Monday, January 29, 2007

Learning Java via TDD: An impressive approach


I have never been a fan of test-driven development. I think the concept is a curiosity that makes you write lots of throw-away code, while keeping lots of code that really doesn't test anything useful. But my most fundamental disagreement with TDD is that it is counter to the way people think. And part of the great joy of programming is building solutions, rather than building problems for the solutions to solve. For this reason, I think that many people who like TDD in the abstract eventually move back to a model of writing the code and immediately writing unit tests to exercise it. (This happens to be my model, but I didn't come to it via TDD. Rather, I adopted it because I became profoundly and deeply convinced of the value of lots of unit tests written immediately after coding.)

I've expressed this view before and would have held on to it unmodified had I not come across a terrific and unique Java tutorial: Agile Java by Jeff Langr. Forget the "agile" attribute. This is a book that teaches Java via TDD. And, it turns out, this is a very interesting way of doing things. How many times have we seen Java tomes start with "Hello World"? This one starts by teaching JUnit.
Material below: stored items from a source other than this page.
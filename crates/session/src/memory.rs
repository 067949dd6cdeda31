//! In-memory identity and profile services for local runs and tests.

use std::collections::HashMap;
use std::sync::atomic::{AtomicBool, AtomicUsize, Ordering};

use async_trait::async_trait;
use chrono::{Duration, Utc};
use tokio::sync::{mpsc, RwLock};
use uuid::Uuid;

use miniteacher_auth::{Profile, Session, SessionUser};
use miniteacher_core::UserId;

use crate::error::{AuthError, ProfileError};
use crate::provider::{AuthChange, AuthEvent, ChangeBroadcaster, IdentityProvider, ProfileStore};

#[derive(Debug, Clone)]
struct Account {
    id: UserId,
    password: String,
}

/// Identity provider backed by a local account table.
#[derive(Debug, Default)]
pub struct InMemoryIdentityProvider {
    accounts: RwLock<HashMap<String, Account>>,
    current: RwLock<Option<Session>>,
    changes: ChangeBroadcaster,
    fail_sign_out: AtomicBool,
    recovery_requests: RwLock<Vec<(String, String)>>,
}

impl InMemoryIdentityProvider {
    pub fn new() -> Self {
        Self::default()
    }

    /// Register an account and return its subject id.
    pub async fn add_account(&self, email: &str, password: &str) -> UserId {
        let id = UserId::new();
        self.accounts.write().await.insert(
            email.to_lowercase(),
            Account {
                id,
                password: password.to_string(),
            },
        );
        id
    }

    /// Pretend a session survived from a previous run.
    pub async fn persist_session(&self, session: Session) {
        *self.current.write().await = Some(session);
    }

    /// Make remote sign-out fail with a network error.
    pub fn set_fail_sign_out(&self, fail: bool) {
        self.fail_sign_out.store(fail, Ordering::SeqCst);
    }

    /// Rotate the current session's tokens and notify subscribers.
    pub async fn refresh(&self) -> Option<Session> {
        let refreshed = {
            let mut current = self.current.write().await;
            let session = current.as_mut()?;
            session.access_token = token();
            session.refresh_token = token();
            session.expires_at = Utc::now() + Duration::hours(1);
            session.clone()
        };
        self.changes
            .emit(AuthChange::new(AuthEvent::TokenRefreshed, Some(refreshed.clone())));
        Some(refreshed)
    }

    /// `(email, redirect_to)` pairs received by the recovery endpoint.
    pub async fn recovery_requests(&self) -> Vec<(String, String)> {
        self.recovery_requests.read().await.clone()
    }
}

fn token() -> String {
    Uuid::now_v7().simple().to_string()
}

/// A fresh one-hour session for `id`.
pub fn issue_session(id: UserId, email: Option<&str>) -> Session {
    Session {
        access_token: token(),
        refresh_token: token(),
        expires_at: Utc::now() + Duration::hours(1),
        user: SessionUser {
            id,
            email: email.map(str::to_string),
        },
    }
}

#[async_trait]
impl IdentityProvider for InMemoryIdentityProvider {
    async fn get_session(&self) -> Result<Option<Session>, AuthError> {
        Ok(self.current.read().await.clone())
    }

    async fn sign_in_with_password(
        &self,
        email: &str,
        password: &str,
    ) -> Result<Session, AuthError> {
        let account = self
            .accounts
            .read()
            .await
            .get(&email.to_lowercase())
            .cloned()
            .filter(|account| account.password == password)
            .ok_or(AuthError::InvalidCredentials)?;

        let session = issue_session(account.id, Some(email));
        *self.current.write().await = Some(session.clone());
        self.changes
            .emit(AuthChange::new(AuthEvent::SignedIn, Some(session.clone())));
        Ok(session)
    }

    async fn sign_out(&self) -> Result<(), AuthError> {
        if self.fail_sign_out.load(Ordering::SeqCst) {
            return Err(AuthError::Network("connection reset".to_string()));
        }
        if self.current.write().await.take().is_some() {
            self.changes.emit(AuthChange::new(AuthEvent::SignedOut, None));
        }
        Ok(())
    }

    fn on_auth_state_change(&self) -> mpsc::UnboundedReceiver<AuthChange> {
        self.changes.subscribe()
    }

    async fn reset_password_for_email(
        &self,
        email: &str,
        redirect_to: &str,
    ) -> Result<(), AuthError> {
        self.recovery_requests
            .write()
            .await
            .push((email.to_string(), redirect_to.to_string()));
        Ok(())
    }

    async fn update_password(&self, new_password: &str) -> Result<(), AuthError> {
        let session = self
            .current
            .read()
            .await
            .clone()
            .ok_or(AuthError::NotAuthenticated)?;

        let mut accounts = self.accounts.write().await;
        let account = accounts
            .values_mut()
            .find(|account| account.id == session.subject())
            .ok_or_else(|| AuthError::Unknown("account disappeared".to_string()))?;
        account.password = new_password.to_string();
        drop(accounts);

        self.changes
            .emit(AuthChange::new(AuthEvent::UserUpdated, Some(session)));
        Ok(())
    }
}

/// Profile store backed by a map; counts lookups.
#[derive(Debug, Default)]
pub struct InMemoryProfileStore {
    profiles: RwLock<HashMap<UserId, Profile>>,
    lookups: AtomicUsize,
}

impl InMemoryProfileStore {
    pub fn new() -> Self {
        Self::default()
    }

    pub async fn insert(&self, profile: Profile) {
        self.profiles.write().await.insert(profile.id, profile);
    }

    pub fn lookups(&self) -> usize {
        self.lookups.load(Ordering::SeqCst)
    }
}

#[async_trait]
impl ProfileStore for InMemoryProfileStore {
    async fn get_profile(&self, user_id: UserId) -> Result<Profile, ProfileError> {
        self.lookups.fetch_add(1, Ordering::SeqCst);
        self.profiles
            .read()
            .await
            .get(&user_id)
            .cloned()
            .ok_or(ProfileError::NotFound(user_id))
    }
}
And through JUnit, it teaches TDD, and then Java.

This approach, which is brilliantly original, has very distinct benefits: Firstly, readers are much more in tune with Java's verbose but unrevealing error messages. Rather than looking at a stack dump in disbelief, they're used to debugging and jumping in. Secondly, of course, they're used to testing and to writing code that is testable. The third and for me most important benefit is that this book cannot present Java in the usual way. (Such as: here's an inner class. Here's why you need it. Here's a code snippet. OK, now off to statics....) Rather, each chapter requires writing a mini-app that exercises the topics the author wants to present. So, you get to think about OO and Java, rather than merely learning language syntax.

The book also forces the reader to think about challenging testing issues. And I do mean challenging. It is the only text I've ever read anywhere that shows how to run a unit test on a log record written to the console. How would you solve that problem?

The only drawback is that the same topics are discussed in many different places throughout the book (each discussion amplifying earlier points), so you really can't use it as a reference after the fact. This is a small gripe, as there are plenty of Java references on line and in print.

I recently wrote a review of Java tutorials (before I knew about this book). Despite the many great titles I discuss in that article, if I were teaching a Java class today, this is definitely the book I would use. Bar none. And I don't even like TDD.